● What you should do: Only these lines of the data below are wanted: the one with "let mut out = Vec::new();", the one with "pub fn sanitize_chunk(text: &str)", and any lines between them, each repeated exactly.

● Task inputs:

....

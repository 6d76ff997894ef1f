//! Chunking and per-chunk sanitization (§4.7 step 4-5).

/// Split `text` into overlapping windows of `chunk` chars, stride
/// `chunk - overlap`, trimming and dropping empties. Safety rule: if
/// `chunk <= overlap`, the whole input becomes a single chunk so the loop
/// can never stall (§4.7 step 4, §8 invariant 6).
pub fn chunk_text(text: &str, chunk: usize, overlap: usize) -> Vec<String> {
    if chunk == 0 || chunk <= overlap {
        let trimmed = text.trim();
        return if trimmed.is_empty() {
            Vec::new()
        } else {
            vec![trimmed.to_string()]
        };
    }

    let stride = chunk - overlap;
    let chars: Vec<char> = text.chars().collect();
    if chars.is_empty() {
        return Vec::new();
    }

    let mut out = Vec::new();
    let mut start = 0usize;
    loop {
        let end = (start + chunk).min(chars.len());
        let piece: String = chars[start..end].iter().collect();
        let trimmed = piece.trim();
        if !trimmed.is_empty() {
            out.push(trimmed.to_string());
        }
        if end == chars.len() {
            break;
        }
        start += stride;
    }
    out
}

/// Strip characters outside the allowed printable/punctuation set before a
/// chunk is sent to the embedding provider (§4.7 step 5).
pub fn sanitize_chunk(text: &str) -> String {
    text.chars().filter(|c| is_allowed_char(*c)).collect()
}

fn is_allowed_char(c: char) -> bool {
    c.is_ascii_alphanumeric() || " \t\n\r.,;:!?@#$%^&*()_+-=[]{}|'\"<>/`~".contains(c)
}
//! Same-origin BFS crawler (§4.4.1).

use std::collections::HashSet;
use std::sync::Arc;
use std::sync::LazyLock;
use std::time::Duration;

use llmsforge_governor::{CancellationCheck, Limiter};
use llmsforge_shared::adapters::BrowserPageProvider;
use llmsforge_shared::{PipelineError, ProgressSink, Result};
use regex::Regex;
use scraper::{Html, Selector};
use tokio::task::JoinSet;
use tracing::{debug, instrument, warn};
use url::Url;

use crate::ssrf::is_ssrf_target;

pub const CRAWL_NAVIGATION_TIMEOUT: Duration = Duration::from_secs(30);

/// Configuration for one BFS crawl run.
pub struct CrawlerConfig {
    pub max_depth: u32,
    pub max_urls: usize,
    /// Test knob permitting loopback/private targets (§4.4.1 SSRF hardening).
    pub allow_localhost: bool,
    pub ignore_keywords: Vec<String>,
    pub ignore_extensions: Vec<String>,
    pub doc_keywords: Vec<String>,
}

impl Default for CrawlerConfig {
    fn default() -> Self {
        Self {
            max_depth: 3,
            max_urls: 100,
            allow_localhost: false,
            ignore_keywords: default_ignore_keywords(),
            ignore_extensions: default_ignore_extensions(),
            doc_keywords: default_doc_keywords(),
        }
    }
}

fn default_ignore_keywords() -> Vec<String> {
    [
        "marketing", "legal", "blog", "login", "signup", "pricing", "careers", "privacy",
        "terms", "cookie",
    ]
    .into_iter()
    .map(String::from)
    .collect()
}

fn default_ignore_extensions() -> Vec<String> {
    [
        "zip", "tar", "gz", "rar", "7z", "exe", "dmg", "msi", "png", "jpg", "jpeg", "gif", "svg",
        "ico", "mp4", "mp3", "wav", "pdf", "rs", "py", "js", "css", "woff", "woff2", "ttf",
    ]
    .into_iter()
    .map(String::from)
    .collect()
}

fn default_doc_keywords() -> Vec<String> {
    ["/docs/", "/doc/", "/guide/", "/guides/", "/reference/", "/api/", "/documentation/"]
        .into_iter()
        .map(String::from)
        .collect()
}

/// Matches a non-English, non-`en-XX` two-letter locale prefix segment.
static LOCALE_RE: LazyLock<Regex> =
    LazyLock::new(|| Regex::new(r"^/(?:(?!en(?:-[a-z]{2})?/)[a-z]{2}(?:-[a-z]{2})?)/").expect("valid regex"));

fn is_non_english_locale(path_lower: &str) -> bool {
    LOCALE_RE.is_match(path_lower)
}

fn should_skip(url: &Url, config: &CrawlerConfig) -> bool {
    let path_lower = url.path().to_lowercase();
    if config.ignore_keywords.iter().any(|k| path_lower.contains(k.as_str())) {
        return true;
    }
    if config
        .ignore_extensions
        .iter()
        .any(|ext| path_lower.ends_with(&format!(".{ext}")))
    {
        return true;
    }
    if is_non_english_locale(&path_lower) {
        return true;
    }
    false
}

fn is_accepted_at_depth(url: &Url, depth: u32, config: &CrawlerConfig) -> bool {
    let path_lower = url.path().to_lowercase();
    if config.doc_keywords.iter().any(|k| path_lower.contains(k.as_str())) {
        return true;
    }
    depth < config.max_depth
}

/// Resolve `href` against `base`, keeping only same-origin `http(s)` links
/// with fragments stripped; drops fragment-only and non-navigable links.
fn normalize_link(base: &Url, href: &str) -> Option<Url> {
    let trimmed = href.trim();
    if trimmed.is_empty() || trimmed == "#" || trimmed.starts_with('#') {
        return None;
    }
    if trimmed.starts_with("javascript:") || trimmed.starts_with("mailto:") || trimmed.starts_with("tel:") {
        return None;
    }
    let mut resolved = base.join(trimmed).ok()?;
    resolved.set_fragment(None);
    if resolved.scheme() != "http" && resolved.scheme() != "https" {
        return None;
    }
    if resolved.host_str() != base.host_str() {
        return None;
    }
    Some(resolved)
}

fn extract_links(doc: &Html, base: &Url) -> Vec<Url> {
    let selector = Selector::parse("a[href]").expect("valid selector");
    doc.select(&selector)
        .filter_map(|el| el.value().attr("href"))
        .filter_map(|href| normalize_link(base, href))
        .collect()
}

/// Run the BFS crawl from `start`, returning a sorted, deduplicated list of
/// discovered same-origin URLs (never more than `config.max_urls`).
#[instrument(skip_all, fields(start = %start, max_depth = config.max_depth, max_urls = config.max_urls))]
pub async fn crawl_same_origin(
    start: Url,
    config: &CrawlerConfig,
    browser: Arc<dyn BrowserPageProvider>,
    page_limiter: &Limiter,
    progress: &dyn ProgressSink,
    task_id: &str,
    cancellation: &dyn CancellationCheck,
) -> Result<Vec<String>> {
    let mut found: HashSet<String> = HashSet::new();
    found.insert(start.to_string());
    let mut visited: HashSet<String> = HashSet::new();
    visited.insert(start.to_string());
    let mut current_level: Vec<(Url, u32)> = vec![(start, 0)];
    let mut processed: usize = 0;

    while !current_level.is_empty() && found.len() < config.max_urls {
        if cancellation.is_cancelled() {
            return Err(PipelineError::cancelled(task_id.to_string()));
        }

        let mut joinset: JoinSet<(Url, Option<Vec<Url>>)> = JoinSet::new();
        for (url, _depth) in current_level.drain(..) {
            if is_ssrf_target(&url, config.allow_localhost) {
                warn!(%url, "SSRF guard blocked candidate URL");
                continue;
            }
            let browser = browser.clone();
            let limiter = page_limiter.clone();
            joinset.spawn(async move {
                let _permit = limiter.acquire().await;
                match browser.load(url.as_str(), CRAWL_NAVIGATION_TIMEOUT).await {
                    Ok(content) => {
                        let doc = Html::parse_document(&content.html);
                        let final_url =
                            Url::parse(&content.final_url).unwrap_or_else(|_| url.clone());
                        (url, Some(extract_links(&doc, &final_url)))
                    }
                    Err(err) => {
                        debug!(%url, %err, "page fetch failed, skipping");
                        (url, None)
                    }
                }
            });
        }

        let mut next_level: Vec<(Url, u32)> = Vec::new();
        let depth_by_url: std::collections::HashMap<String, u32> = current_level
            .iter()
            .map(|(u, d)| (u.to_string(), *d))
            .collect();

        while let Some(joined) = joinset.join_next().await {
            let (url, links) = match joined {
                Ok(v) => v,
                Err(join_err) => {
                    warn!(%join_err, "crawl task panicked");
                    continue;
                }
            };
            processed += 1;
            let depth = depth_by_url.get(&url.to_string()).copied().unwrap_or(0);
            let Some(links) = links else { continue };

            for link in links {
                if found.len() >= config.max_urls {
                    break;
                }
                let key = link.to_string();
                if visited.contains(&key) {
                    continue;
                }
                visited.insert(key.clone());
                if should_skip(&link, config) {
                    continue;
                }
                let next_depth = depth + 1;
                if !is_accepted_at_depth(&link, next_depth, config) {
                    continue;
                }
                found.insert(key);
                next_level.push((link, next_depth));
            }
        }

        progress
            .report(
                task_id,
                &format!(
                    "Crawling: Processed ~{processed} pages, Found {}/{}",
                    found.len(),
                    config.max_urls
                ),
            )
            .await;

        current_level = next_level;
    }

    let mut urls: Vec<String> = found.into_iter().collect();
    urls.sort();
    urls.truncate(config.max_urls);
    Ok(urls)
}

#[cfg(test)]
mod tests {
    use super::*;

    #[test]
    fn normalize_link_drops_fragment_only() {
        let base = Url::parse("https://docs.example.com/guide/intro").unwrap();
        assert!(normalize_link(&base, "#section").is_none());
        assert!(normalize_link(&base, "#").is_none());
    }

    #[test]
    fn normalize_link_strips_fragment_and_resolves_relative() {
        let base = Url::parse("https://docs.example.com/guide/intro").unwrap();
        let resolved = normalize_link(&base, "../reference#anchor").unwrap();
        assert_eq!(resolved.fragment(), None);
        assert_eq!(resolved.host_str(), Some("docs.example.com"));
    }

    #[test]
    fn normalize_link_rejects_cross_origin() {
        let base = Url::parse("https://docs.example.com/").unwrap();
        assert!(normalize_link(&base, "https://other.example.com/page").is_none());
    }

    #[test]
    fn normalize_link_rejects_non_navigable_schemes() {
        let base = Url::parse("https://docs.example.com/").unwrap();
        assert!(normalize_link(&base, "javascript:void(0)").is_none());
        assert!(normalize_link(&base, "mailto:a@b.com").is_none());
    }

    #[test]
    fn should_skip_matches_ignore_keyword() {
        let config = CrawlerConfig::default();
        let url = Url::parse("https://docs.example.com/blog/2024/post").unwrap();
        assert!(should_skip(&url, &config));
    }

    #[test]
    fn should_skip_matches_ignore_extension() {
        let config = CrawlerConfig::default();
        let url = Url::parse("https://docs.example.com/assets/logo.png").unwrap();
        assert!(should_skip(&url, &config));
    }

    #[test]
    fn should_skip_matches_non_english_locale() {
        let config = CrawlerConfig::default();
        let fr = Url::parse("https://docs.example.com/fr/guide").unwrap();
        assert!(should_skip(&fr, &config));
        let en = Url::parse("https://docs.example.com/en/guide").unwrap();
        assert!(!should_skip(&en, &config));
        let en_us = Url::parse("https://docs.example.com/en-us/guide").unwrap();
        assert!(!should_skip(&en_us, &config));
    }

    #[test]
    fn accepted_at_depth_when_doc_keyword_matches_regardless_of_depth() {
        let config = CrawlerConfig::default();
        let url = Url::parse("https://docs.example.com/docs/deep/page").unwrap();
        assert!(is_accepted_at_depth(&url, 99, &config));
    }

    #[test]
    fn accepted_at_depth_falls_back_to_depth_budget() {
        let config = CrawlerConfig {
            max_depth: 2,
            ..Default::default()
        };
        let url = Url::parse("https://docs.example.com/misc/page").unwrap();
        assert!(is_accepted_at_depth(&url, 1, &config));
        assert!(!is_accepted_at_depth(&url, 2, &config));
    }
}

....

● Exercise solution:
    let mut out = Vec::new();
    let mut start = 0usize;
    loop {
        let end = (start + chunk).min(chars.len());
        let piece: String = chars[start..end].iter().collect();
        let trimmed = piece.trim();
        if !trimmed.is_empty() {
            out.push(trimmed.to_string());
        }
        if end == chars.len() {
            break;
        }
        start += stride;
    }
    out
}

/// Strip characters outside the allowed printable/punctuation set before a
/// chunk is sent to the embedding provider (§4.7 step 5).
pub fn sanitize_chunk(text: &str) -> String {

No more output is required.